Abstract
Skin and soft tissue infections (SSTIs) cause significant morbidity among intravenous drug users (IVDUs). Information about special features of SSTIs in IVDUs is essential for treatment.
We performed a retrospective cross-sectional study in a Norwegian university hospital. Using the ICD-10-classification, we selected admissions for abscess, cellulitis and erysipelas from two subsequent years and excluded non-IVDUs. From the patient charts we collected information about demographic data, anatomical localisations, microbiological findings and treatment.

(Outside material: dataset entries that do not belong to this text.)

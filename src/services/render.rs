use crate::models::{RenderJob, RendererSettings};
use async_trait::async_trait;
use camino::{Utf8Path, Utf8PathBuf};
use std::process::Stdio;
use std::time::{Duration, Instant};
use thiserror::Error;
use tokio::process::Command;
use tokio::time::timeout;

/// How many trailing stderr bytes are kept in a failure reason
const STDERR_TAIL_BYTES: usize = 600;

/// Errors that can occur while rendering a single question
#[derive(Error, Debug)]
pub enum RenderError {
    #[error("Failed to start renderer {program}: {source}")]
    Spawn {
        program: String,
        #[source]
        source: std::io::Error,
    },

    #[error("Timeout after {0:?}")]
    Timeout(Duration),

    #[error("Renderer exited with {code}: {stderr}")]
    ExitStatus { code: String, stderr: String },

    #[error("Renderer produced no usable output at {0}")]
    MissingOutput(Utf8PathBuf),

    #[error("I/O error: {0}")]
    Io(#[from] std::io::Error),

    #[error("{0}")]
    Other(String),
}

/// Renders one question into one video clip.
///
/// Implementations are opaque, CPU-bound units of work. The scheduler never
/// interrupts a call in flight; a watchdog, if any, belongs to the implementation
/// and surfaces as [`RenderError::Timeout`].
#[async_trait]
pub trait RenderUnit: Send + Sync {
    /// Render `job` and return the path of the finished clip
    async fn render(&self, job: &RenderJob) -> Result<Utf8PathBuf, RenderError>;
}

/// RenderUnit that runs an external render program per question.
///
/// The program writes to a temporary `quiz_<id>.partial.mp4`; the file is moved
/// to its final name only after the program exits successfully, so a killed or
/// failed render never leaves a clip that looks complete.
///
/// # Placeholders
///
/// - `{id}`: question id
/// - `{output}`: path the program must write (the temporary path)
/// - `{question}`: the question record as compact JSON
/// - `{questions}`: path of the question bank
///
/// The same values are exported as `QUIZREEL_ID`, `QUIZREEL_OUTPUT` and
/// `QUIZREEL_QUESTION` environment variables.
#[derive(Debug, Clone)]
pub struct CommandRenderer {
    program: String,
    args: Vec<String>,
    questions_path: Utf8PathBuf,
    timeout: Option<Duration>,
    nice: Option<i32>,
}

impl CommandRenderer {
    pub fn new(settings: &RendererSettings, questions_path: impl Into<Utf8PathBuf>) -> Self {
        Self {
            program: settings.program.clone(),
            args: settings.args.clone(),
            questions_path: questions_path.into(),
            timeout: None,
            nice: None,
        }
    }

    /// Kill the render process if it runs longer than `timeout`
    pub fn with_timeout(mut self, timeout: Option<Duration>) -> Self {
        self.timeout = timeout;
        self
    }

    /// Apply `nice` inside every spawned render process
    pub fn with_nice(mut self, nice: i32) -> Self {
        self.nice = Some(nice);
        self
    }

    /// Temporary path used while `output` is being rendered
    pub fn partial_path(output: &Utf8Path) -> Utf8PathBuf {
        output.with_extension("partial.mp4")
    }

    /// Expand the argument template for `job`, writing to `output`
    pub fn build_args(&self, job: &RenderJob, output: &Utf8Path) -> Vec<String> {
        let id = job.id().to_string();
        let question = job.question.to_json();

        self.args
            .iter()
            .map(|arg| {
                arg.replace("{id}", &id)
                    .replace("{output}", output.as_str())
                    .replace("{questions}", self.questions_path.as_str())
                    .replace("{question}", &question)
            })
            .collect()
    }

    fn build_command(&self, job: &RenderJob, output: &Utf8Path) -> Command {
        let mut cmd = Command::new(&self.program);
        cmd.args(self.build_args(job, output))
            .env("QUIZREEL_ID", job.id().to_string())
            .env("QUIZREEL_OUTPUT", output.as_str())
            .env("QUIZREEL_QUESTION", job.question.to_json())
            .stdin(Stdio::null())
            .stdout(Stdio::null())
            .stderr(Stdio::piped())
            .kill_on_drop(true);

        #[cfg(unix)]
        if let Some(nice) = self.nice {
            // SAFETY: the hook only issues the setpriority syscall, which is
            // async-signal-safe. A refused change is ignored.
            unsafe {
                cmd.pre_exec(move || {
                    let _ = crate::scheduler::priority::platform::set_niceness(nice);
                    Ok(())
                });
            }
        }

        cmd
    }

    async fn run_program(&self, job: &RenderJob, partial: &Utf8Path) -> Result<(), RenderError> {
        let start = Instant::now();
        let child = self
            .build_command(job, partial)
            .spawn()
            .map_err(|source| RenderError::Spawn {
                program: self.program.clone(),
                source,
            })?;

        let wait = child.wait_with_output();
        let output = match self.timeout {
            Some(limit) => timeout(limit, wait).await.map_err(|_| {
                tracing::warn!(
                    "Renderer for question {} timed out after {:?}",
                    job.id(),
                    limit
                );
                RenderError::Timeout(limit)
            })??,
            None => wait.await?,
        };

        tracing::debug!(
            "Renderer for question {} finished in {:.2}s with {}",
            job.id(),
            start.elapsed().as_secs_f32(),
            output.status
        );

        if !output.status.success() {
            let code = output
                .status
                .code()
                .map(|c| format!("exit code {}", c))
                .unwrap_or_else(|| "signal".to_string());
            return Err(RenderError::ExitStatus {
                code,
                stderr: stderr_tail(&output.stderr),
            });
        }

        Ok(())
    }
}

#[async_trait]
impl RenderUnit for CommandRenderer {
    async fn render(&self, job: &RenderJob) -> Result<Utf8PathBuf, RenderError> {
        if let Some(parent) = job.output_path.parent() {
            tokio::fs::create_dir_all(parent).await?;
        }

        let partial = Self::partial_path(&job.output_path);
        remove_if_exists(&partial).await;

        if let Err(e) = self.run_program(job, &partial).await {
            remove_if_exists(&partial).await;
            return Err(e);
        }

        let written = tokio::fs::metadata(&partial)
            .await
            .map(|m| m.is_file() && m.len() > 0)
            .unwrap_or(false);
        if !written {
            remove_if_exists(&partial).await;
            return Err(RenderError::MissingOutput(partial));
        }

        tokio::fs::rename(&partial, &job.output_path).await?;
        Ok(job.output_path.clone())
    }
}

async fn remove_if_exists(path: &Utf8Path) {
    match tokio::fs::remove_file(path).await {
        Ok(()) => tracing::debug!("Removed stale partial render {}", path),
        Err(e) if e.kind() == std::io::ErrorKind::NotFound => {}
        Err(e) => tracing::warn!("Failed to remove {}: {}", path, e),
    }
}

fn stderr_tail(stderr: &[u8]) -> String {
    let text = String::from_utf8_lossy(stderr);
    let text = text.trim();
    if text.len() <= STDERR_TAIL_BYTES {
        return text.to_string();
    }

    let mut cut = text.len() - STDERR_TAIL_BYTES;
    while !text.is_char_boundary(cut) {
        cut += 1;
    }
    format!("...{}", &text[cut..])
}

192 admissions of 144 IVDUs were selected. IVDUs utilized 1/5 of hospitalisation days for SSTIs and 1/3 for abscesses. Most SSTIs were localized in the lower extremities and 15% had coexisting bacterial infections other than SSTIs. In abscesses, streptococci (42,9%), staphylococci (40,0%), gram-negative rods (8,6%) and anaerobic bacteria (6,4%) were the most commonly isolated strains. 1/4 had mixed cultures. In erysipelas and cellulitis, staphylococci (42,3%) and streptococci (19,2%) dominated. We found two strains of MRSA in one patient. Surprisingly, 8% of staphylococci were clindamycin resistant and clindamycin was commonly prescribed, raising concern about selection of resistant strains. 85% received effective antibiotics. There was compliance to guidelines for empirical antimicrobial therapy in 2/3 of cases, with most patients receiving dicloxacillin/cloxacillin or penicillin. Among non-compliant cases, a larger proportion of patients received ineffective and/or too broad-spectrum antibiotics. For abscesses, the use of antibiotics is generally controversial. Today’s guidelines for empirical therapy cover the most common pathogens in IVDUs. Our material was limited regarding erysipelas and cellulitis, but findings suggest that dicloxacillin/cloxacillin may be the better empirical treatment for IVDUs. In general, antimicrobial therapy was adjusted according to microbiological findings in only 50% of the cases in our study.